My father was a minister, and I can still remember the doors on the church I grew up in. Mid-century modern, almost. Very tall and broad, made of blond lacquered wood with small round glass insets and large, straight wooden handles, separated from the bulk of the door by round dowels. Something about building a church or cathedral calls for bespoke doors of great measure. Think about the history you're up against! The Florence Bapistry, say, or when you're already inside, Holy Doors (or Royal Doors). Why, just look at this random Pinterest page of church doors.
So, it seemed to me — someone who spends very little time in churches anymore — that thinking about the kinds of life events that happen when you cross these thresholds might make for some good writing prompts. They certainly encapsulate the whole lifespan of a person.
They considered her a miracle. Premature by nearly a month, almost falling to a lung infection. They carried her, still less than five pounds, through the church doors where they would stand to have her baptized. Sometimes the ritual of showing up was important. Sometimes the ritual of being witnessed by a community was important. Sometimes you don't know if you will be able to make it through until tomorrow.
She was twelve. What she heard from the pulpit was a message against people like her. Against the secret she held, the self she hadn't confessed to any. And she wondered, what would happen when she was confirmed. Would there be some kind of retribution? Would that God they talk about strike her down as she stood there, in her white dress, asking to become part of a group who thought her bound for hell? Would she be struck down for walking through the doors into the church holding the thoughts she had?
She was thirty-five. The church doors were different, a new place. The hand she held walking through them, where lined up she saw all of their friends, and some of their family, cheering, belonged to her wife of all of ten minutes. A new beginning in a new place of acceptance.
She was thirty-eight. Now she carried the newborn, a plump and healthy ten-pound boy, through the doors. She thought of her own parents carrying her, and the stories they told of how they thought she might die but that she struggled, and she held her son closer with a promise that whatever was to come, they would face it openly and with love. What else could they offer him?

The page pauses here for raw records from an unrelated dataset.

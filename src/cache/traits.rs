//! Core traits and types for the caching system.

use chrono::{DateTime, Utc};
use serde::{de::DeserializeOwned, Serialize};

/// Trait for payloads that can be cached.
///
/// Cached values are stored as serialized JSON, so anything that round-trips
/// through serde qualifies.
pub trait Cacheable: Clone + Send + Sync + Serialize + DeserializeOwned {
  /// Entity type name for logging (e.g., "book", "verse")
  fn entity_type() -> &'static str;
}

/// Trait for values that identify a cache slot.
pub trait QueryKey {
  /// The exact key written to the cache store.
  ///
  /// Must be deterministic: equal inputs always produce equal keys.
  fn cache_key(&self) -> String;

  /// Human-readable description for logs.
  fn description(&self) -> String;
}

/// Result from a cache operation, including data and metadata about the source.
#[derive(Debug, Clone)]
pub struct CacheResult<T> {
  /// The actual data
  pub data: T,
  /// Where the data came from
  pub source: CacheSource,
  /// When the data was cached (if from cache)
  pub cached_at: Option<DateTime<Utc>>,
}

impl<T> CacheResult<T> {
  /// Create a new cache result from fresh upstream data.
  pub fn from_network(data: T) -> Self {
    Self {
      data,
      source: CacheSource::Network,
      cached_at: None,
    }
  }

  /// Create a new cache result from cached data.
  pub fn from_cache(data: T, cached_at: DateTime<Utc>) -> Self {
    Self {
      data,
      source: CacheSource::Cache,
      cached_at: Some(cached_at),
    }
  }

  /// Create a new cache result for data fetched while the store was unreachable.
  pub fn bypassed(data: T) -> Self {
    Self {
      data,
      source: CacheSource::Bypass,
      cached_at: None,
    }
  }
}

/// Indicates where cached data came from.
#[derive(Debug, Clone, Copy, PartialEq, Eq)]
pub enum CacheSource {
  /// Fetched upstream and written to the cache
  Network,
  /// Served from an unexpired cache entry
  Cache,
  /// Cache store unavailable, fetched upstream without caching
  Bypass,
}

He was forty-four. She didn't want a service, really, but her friends refused to let her not have one. Services were for the living. So he carried her, parts of her in an urn, anyway. Back where there could be some stories shared and remembered, and where the last few painful years could be released. Tomorrow he'd fly home, after nearly four months by her side, caring for her. Now both of them were free, and that thought both weighed him down and freed him as he stepped across the portal into her church.